#98 卓球ラケット職人 千原悟(ちはら・さとる)
2008/2/15放送
千原悟 プロフィール
1937年 島根生まれ
広島で家具職人の修行を経て
卓球ラケット作りの道へ
「 いかなる注文も こなす 」
埼玉県所沢市に、世界有数の卓球ラケット工場があります。今回の匠は、この工場で49年間にわたり、卓球ラケット作り一筋に働いてきた千原悟さんです。日本女子卓球のエース福原愛や、アテネ五輪金メダリストのツァン・イーニンなど、世界のトッププロに信頼され、特注ラケットを請け負ってきました。
「強い玉を受け止めて、それから打ち返す力がある、そういうラケットが欲しいって言われるけど、なかなかそれが作れないんです。」
1ヶ月の生産本数は、およそ200本。その工程で、千原さんが最もこだわっているのは、グリップの削りだし。1グラムの差で勝負を分けるプロの世界。デリケートな作業です。

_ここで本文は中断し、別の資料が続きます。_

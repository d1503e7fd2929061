//! Multi-word queries under each scoring strategy, and weight scaling.

use super::common::{index_from, index_with_synonyms, keys};
use whisker::{search_with, ScoringStrategy, SearchOptions, SynonymTable, WeightPolicy};

fn with(strategy: ScoringStrategy, weights: WeightPolicy) -> SearchOptions {
    SearchOptions {
        strategy,
        weights,
        ..SearchOptions::default()
    }
}

fn two_breeds() -> whisker::SearchIndex {
    index_from(&[("Quiet", "Calm lap warmer."), ("Chatty", "Loud talkative companion.")])
}

#[test]
fn test_last_token_decides_by_default() {
    let index = two_breeds();
    let options = SearchOptions::default();

    // "talkative" is first, so under the default it is overwritten by "lap"
    let results = search_with(&index, "talkative lap", &options).unwrap();
    assert_eq!(results[0].key, "Quiet");

    let results = search_with(&index, "lap talkative", &options).unwrap();
    assert_eq!(results[0].key, "Chatty");
}

#[test]
fn test_max_is_order_independent() {
    let index = two_breeds();
    let options = with(ScoringStrategy::Max, WeightPolicy::Ignore);
    let a = search_with(&index, "talkative lap", &options).unwrap();
    let b = search_with(&index, "lap talkative", &options).unwrap();

    assert_eq!(keys(&a), keys(&b));
    assert!(a.iter().all(|r| r.total_score > 1.0e5));
}

#[test]
fn test_sum_adds_every_token() {
    let index = two_breeds();
    let last = search_with(&index, "zzz talkative", &SearchOptions::default()).unwrap();
    let sum = search_with(&index, "zzz talkative", &with(ScoringStrategy::Sum, WeightPolicy::Ignore)).unwrap();

    let chatty = |r: &[whisker::SearchResult<'_>]| r.iter().find(|r| r.key == "Chatty").unwrap().total_score;
    assert!(chatty(&sum) > chatty(&last));
}

#[test]
fn test_synonyms_scored_per_token_strategy() {
    let synonyms: SynonymTable = [("talkative", vec!["chatty"])].into_iter().collect();
    let index = index_with_synonyms(
        &[("Quiet", "Calm lap warmer."), ("Siamese", "Very talkative.")],
        &synonyms,
    );
    let results = search_with(&index, "chatty", &SearchOptions::default()).unwrap();
    assert_eq!(results[0].key, "Siamese");
    assert_eq!(results[0].spotlight, Some("talkative"));
}

#[test]
fn test_scale_uses_weights() {
    // "playful" appears in both breeds; "Bengal" repeats it so its weight is higher
    let index = index_from(&[
        ("Maine Coon", "Gentle and playful."),
        ("Bengal", "The playful Bengal. A playful climber."),
        ("Persian", "Calm lap warmer."),
    ]);

    let ignore = search_with(&index, "playful", &SearchOptions::default()).unwrap();
    let scale = search_with(&index, "playful", &with(ScoringStrategy::Last, WeightPolicy::Scale)).unwrap();

    // both exact, the catalog order decides which of the near ties leads without weights
    assert!(ignore.iter().take(2).any(|r| r.key == "Maine Coon"));
    assert_eq!(scale[0].key, "Bengal");
}
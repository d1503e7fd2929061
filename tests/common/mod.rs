//! Shared test utilities and fixtures.

#![allow(dead_code)]

use std::path::PathBuf;
use std::sync::LazyLock;
use whisker::{build_from_files, build_index, CatalogEntry, SearchIndex, SynonymTable};

// Re-export canonical test utilities from whisker::testing
#[allow(unused_imports)]
pub use whisker::testing::{make_breed, make_full_breed, sample_catalog, siamese_entry};

// ============================================================================
// SHIPPED DATA
// ============================================================================

/// The catalog shipped in `data/`.
pub fn catalog_path() -> PathBuf {
    PathBuf::from(env!("CARGO_MANIFEST_DIR")).join("data/cats-db.json")
}

/// The synonym table shipped in `data/`.
pub fn synonyms_path() -> PathBuf {
    PathBuf::from(env!("CARGO_MANIFEST_DIR")).join("data/synonyms.json")
}

/// Index over the shipped data, built once per test binary.
pub static DATA_INDEX: LazyLock<SearchIndex> = LazyLock::new(|| {
    build_from_files(&catalog_path(), Some(&synonyms_path())).expect("shipped data must build")
});

// ============================================================================
// INDEX BUILDERS
// ============================================================================

/// Index over the in-memory sample catalog, no synonyms.
pub fn sample_index() -> SearchIndex {
    build_index(sample_catalog(), &SynonymTable::new()).unwrap()
}

/// Index from `(breed, description)` pairs.
pub fn index_from(breeds: &[(&str, &str)]) -> SearchIndex {
    index_with_synonyms(breeds, &SynonymTable::new())
}

pub fn index_with_synonyms(breeds: &[(&str, &str)], synonyms: &SynonymTable) -> SearchIndex {
    let catalog = breeds
        .iter()
        .map(|(key, description)| CatalogEntry::new(*key, make_breed(description)))
        .collect();
    build_index(catalog, synonyms).unwrap()
}

// ============================================================================
// ASSERTIONS
// ============================================================================

/// Keys of a result list, best first.
pub fn keys<'a>(results: &[whisker::SearchResult<'a>]) -> Vec<&'a str> {
    results.iter().map(|r| r.key).collect()
}
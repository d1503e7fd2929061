// Copyright 2025-present Harīṣh Tummalachērla
// SPDX-License-Identifier: Apache-2.0

//! Fuzzy matching: edit distance between query tokens and model words.
//!
//! Scoring needs the exact distance for every (query token, candidate) pair,
//! so the workhorse is the unbounded [`levenshtein`]. The bounded variant is
//! for yes/no questions like "is this breed name a typo of that one".

mod levenshtein;

pub use levenshtein::*;
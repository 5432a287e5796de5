//! # MTDS Memory
//!
//! Reusable typed buffers for zero-copy cache I/O.
//!
//! Buffers are carved from a [`BufferPool`] and handed out as
//! [`MemoryObject`] handles. Cloning a handle bumps a reference count; when
//! the last handle is dropped the backing region goes back to the pool's idle
//! list instead of being freed, so expensive device or pinned allocations are
//! paid for once.

pub mod allocator;
pub mod object;
pub mod pool;
pub mod stats;

pub use allocator::*;
pub use object::*;
pub use pool::*;
pub use stats::*;

pub use mtds_types::{DataType, MemoryLocation, MtdsError, Result};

「重量にこだわる人とか、形にこだわる人とか、いろいろ。みんなね、相手に勝ちたいって言う気持ちがあるんですよ。ですから、できるだけ叶えてあげたい。」
千原さんは今月、49年間の職人人生を終え引退されます。後継は、25歳の金井一磨さん。
「まだ僕は全然何も持っていない状態ですから、それをこれから積み重ねていくことだと思います。」
200以上のラケットモデルを勉強してきたという金井さん。世界レベルの強打を生むラケットが、次の世代へと受け継がれてゆきます。
「まあ、がんばってやってもらうしかないね。どんな注文でもこなせるようにね、ベテランになってもらいたい。まあ、君ならできる。」